03 April 2020
Identify And Remedy a Failing Web Server
A customer of ours reached out to us recently to help them solve and potentially reduce the outages they were experiencing to their public website. The first step to help remedy this situation was to identify the root cause of the fault.
Digging into the logs, we were able to identify there had been an accidental (perhaps) Distributed Denial of Service (DDoS) attack produced by around 1200 IP Address crawlers that overloaded both the web server and the application, requiring a server reboot. The resolution for this singular problem was to block that IP Address range to prevent this from occurring again. This, however, was only a partial solution, as this could happen again from a separate range.
This is where the power of Opmantek software began to shine.
Firstly, the engineering team must shift their mindset from a reactive one to being proactive; identify the issue before it becomes a problem and take automated action to prevent an outage. Dependent on how your network is set up, your staffing situation and personal preferences, you may tackle this issue in a variety of different ways.
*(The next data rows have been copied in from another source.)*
//! 结果导出 - 业务能力层
//!
//! 把追加了摘要列的评分表编码为 xlsx，另外提供示例模板表格

use crate::error::ExportError;
use crate::models::record::{CellValue, ScoreTable};
use crate::models::worked_examples;
use rust_xlsxwriter::{Format, Workbook};
use tracing::warn;

/// 结果工作表名称
pub const RESULTS_SHEET: &str = "Results_v11";
/// 追加的摘要列表头
pub const SUMMARY_COLUMN: &str = "Generated Summary (v11)";
/// 示例模板工作表名称
pub const SAMPLE_SHEET: &str = "Candidates";
/// Excel 单元格字符串上限（字符数）
pub const CELL_TEXT_LIMIT: usize = 32_767;

/// 导出结果表格
///
/// `results[i]` 写入第 i 行的摘要列，原有列和行序不变。
pub fn export(table: &ScoreTable, results: &[String]) -> Result<Vec<u8>, ExportError> {
    let mut augmented = table.clone();
    augmented.append_column(
        SUMMARY_COLUMN,
        results.iter().cloned().map(CellValue::Text).collect(),
    );
    write_table(&augmented, RESULTS_SHEET)
}

/// 示例模板：预期表头加一行示例数据
pub fn sample_template() -> Result<Vec<u8>, ExportError> {
    let table = worked_examples::table_of(&[worked_examples::TINKY_WINKY]);
    write_table(&table, SAMPLE_SHEET)
}

/// 将评分表写为单工作表 xlsx，首行加粗表头，不写行索引
pub fn write_table(table: &ScoreTable, sheet_name: &str) -> Result<Vec<u8>, ExportError> {
    let mut workbook = Workbook::new();
    let header_format = Format::new().set_bold();

    let worksheet = workbook.add_worksheet();
    worksheet.set_name(sheet_name)?;

    for (col, column) in table.columns().iter().enumerate() {
        worksheet.write_string_with_format(0, col as u16, column, &header_format)?;
    }

    for (row_idx, record) in table.records().iter().enumerate() {
        let row = row_idx as u32 + 1;
        for (col, (column, value)) in record.iter().enumerate() {
            let col = col as u16;
            match value {
                CellValue::Empty => {}
                CellValue::Text(s) if s.chars().count() > CELL_TEXT_LIMIT => {
                    warn!(
                        "⚠️ 第 {} 行 \"{}\" 列超过 {} 字符，已截断",
                        row_idx + 1,
                        column,
                        CELL_TEXT_LIMIT
                    );
                    let truncated: String = s.chars().take(CELL_TEXT_LIMIT).collect();
                    worksheet.write_string(row, col, &truncated)?;
                }
                CellValue::Text(s) => {
                    worksheet.write_string(row, col, s)?;
                }
                CellValue::Number(n) => {
                    worksheet.write_number(row, col, *n)?;
                }
                CellValue::Bool(b) => {
                    worksheet.write_boolean(row, col, *b)?;
                }
            }
        }
    }

    Ok(workbook.save_to_buffer()?)
}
There are several methods that can be implemented to identify the root cause of the service impact. From NMIS, you could run a service check on the web server that looks to identify if the quantity of connections exceeds a present threshold. You can test the number of open connections on the web server with a command such as;
netstat -ntu | awk '{print $5}' | cut -d: -f1 | sort | uniq -c | sort -n
One step further and we can use a combination of NMIS and opTrend to monitor for a sudden increase in CPU/memory utilization on the server and raise an event from there.
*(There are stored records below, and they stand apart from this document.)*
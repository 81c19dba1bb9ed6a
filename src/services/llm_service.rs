//! LLM 服务 - 业务能力层
//!
//! 只负责"一段提示词 → 一段摘要文本"，不关心流程
//!
//! ## 技术栈
//! - 使用 `async-openai` crate 进行 API 调用
//! - 默认走 Gemini 的 OpenAI 兼容端点，模型由配置决定，不随调用变化

use async_openai::{
    config::OpenAIConfig,
    types::chat::{
        ChatCompletionRequestMessage, ChatCompletionRequestUserMessageArgs,
        CreateChatCompletionRequestArgs,
    },
    Client,
};
use async_trait::async_trait;
use tracing::{debug, warn};

use crate::config::Config;
use crate::error::{ConfigError, GenerationError};

/// 文本生成能力
///
/// 一次调用对应一条记录；不做重试。
#[async_trait]
pub trait SummaryGenerator: Send + Sync {
    async fn generate(&self, prompt: &str) -> Result<String, GenerationError>;
}

/// LLM 服务
///
/// 职责：
/// - 持有本次批处理解析出的凭据
/// - 单次调用远程生成服务
/// - 不出现 ScoreTable，不关心行号
pub struct LlmService {
    client: Client<OpenAIConfig>,
    model_name: String,
}

impl LlmService {
    /// 创建新的 LLM 服务
    ///
    /// 凭据缺失或为空时返回错误，批处理不会开始。
    pub fn new(config: &Config) -> Result<Self, ConfigError> {
        let api_key = config.resolve_api_key()?;

        let openai_config = OpenAIConfig::new()
            .with_api_key(api_key)
            .with_api_base(&config.llm_api_base_url);

        Ok(Self {
            client: Client::with_config(openai_config),
            model_name: config.llm_model_name.clone(),
        })
    }

    pub fn model_name(&self) -> &str {
        &self.model_name
    }
}

#[async_trait]
impl SummaryGenerator for LlmService {
    async fn generate(&self, prompt: &str) -> Result<String, GenerationError> {
        debug!("调用 LLM API，模型: {}", self.model_name);
        debug!("提示词长度: {} 字符", prompt.len());

        let user_msg = ChatCompletionRequestUserMessageArgs::default()
            .content(prompt)
            .build()
            .map_err(GenerationError::RequestBuild)?;

        let request = CreateChatCompletionRequestArgs::default()
            .model(&self.model_name)
            .messages(vec![ChatCompletionRequestMessage::User(user_msg)])
            .build()
            .map_err(GenerationError::RequestBuild)?;

        let response = self.client.chat().create(request).await.map_err(|e| {
            warn!("LLM API 调用失败: {}", e);
            GenerationError::ApiCallFailed {
                model: self.model_name.clone(),
                source: e,
            }
        })?;

        debug!("LLM API 调用成功");

        response
            .choices
            .first()
            .and_then(|choice| choice.message.content.clone())
            .map(|content| content.trim().to_string())
            .filter(|content| !content.is_empty())
            .ok_or_else(|| GenerationError::EmptyContent {
                model: self.model_name.clone(),
            })
    }
}
//! 记录处理上下文
//!
//! 封装"我正在处理第几行、是谁"这一信息

use std::fmt::Display;

/// 记录处理上下文
#[derive(Debug, Clone, PartialEq, Eq)]
pub struct RecordCtx {
    /// 行索引（从0开始，与结果顺序一致）
    pub index: usize,

    /// 记录总数
    pub total: usize,

    /// 展示用名称（不保证唯一）
    pub name: String,
}

impl RecordCtx {
    pub fn new(index: usize, total: usize, name: String) -> Self {
        Self { index, total, name }
    }

    /// 从1开始的序号，用于进度显示
    pub fn position(&self) -> usize {
        self.index + 1
    }

    /// 完成比例
    pub fn fraction(&self) -> f64 {
        if self.total == 0 {
            return 0.0;
        }
        self.position() as f64 / self.total as f64
    }
}

impl Display for RecordCtx {
    fn fmt(&self, f: &mut std::fmt::Formatter<'_>) -> std::fmt::Result {
        write!(f, "[{} {}/{}]", self.name, self.position(), self.total)
    }
}

#[cfg(test)]
mod tests {
    use super::*;

    #[test]
    fn test_position_and_fraction() {
        let ctx = RecordCtx::new(1, 4, "Po".to_string());
        assert_eq!(ctx.position(), 2);
        assert_eq!(ctx.fraction(), 0.5);
        assert_eq!(ctx.to_string(), "[Po 2/4]");
    }
}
Once the event condition is satisfied the next step is to identify the attack vector and remediate. In this case opEvents could retrieve and parse the Apache logs, identifying the IP Address range, then instruct opConfig is reconfigure the necessary firewalls and applications to block them. Nick Day, Opmantek’s Senior Network Engineer in Asia-PAC, helped another customer by leveraging automated remediation; you can find out how in this blog.
Not comfortable with this level of automation? Once the event is properly identified, engineers could be notified of the situation and using opConfig’s Virtual Operator reconfigure the firewalls/applications to block the DDos attack and restart any services/applications/servers all without giving those operators command line access or sudo/root privilege.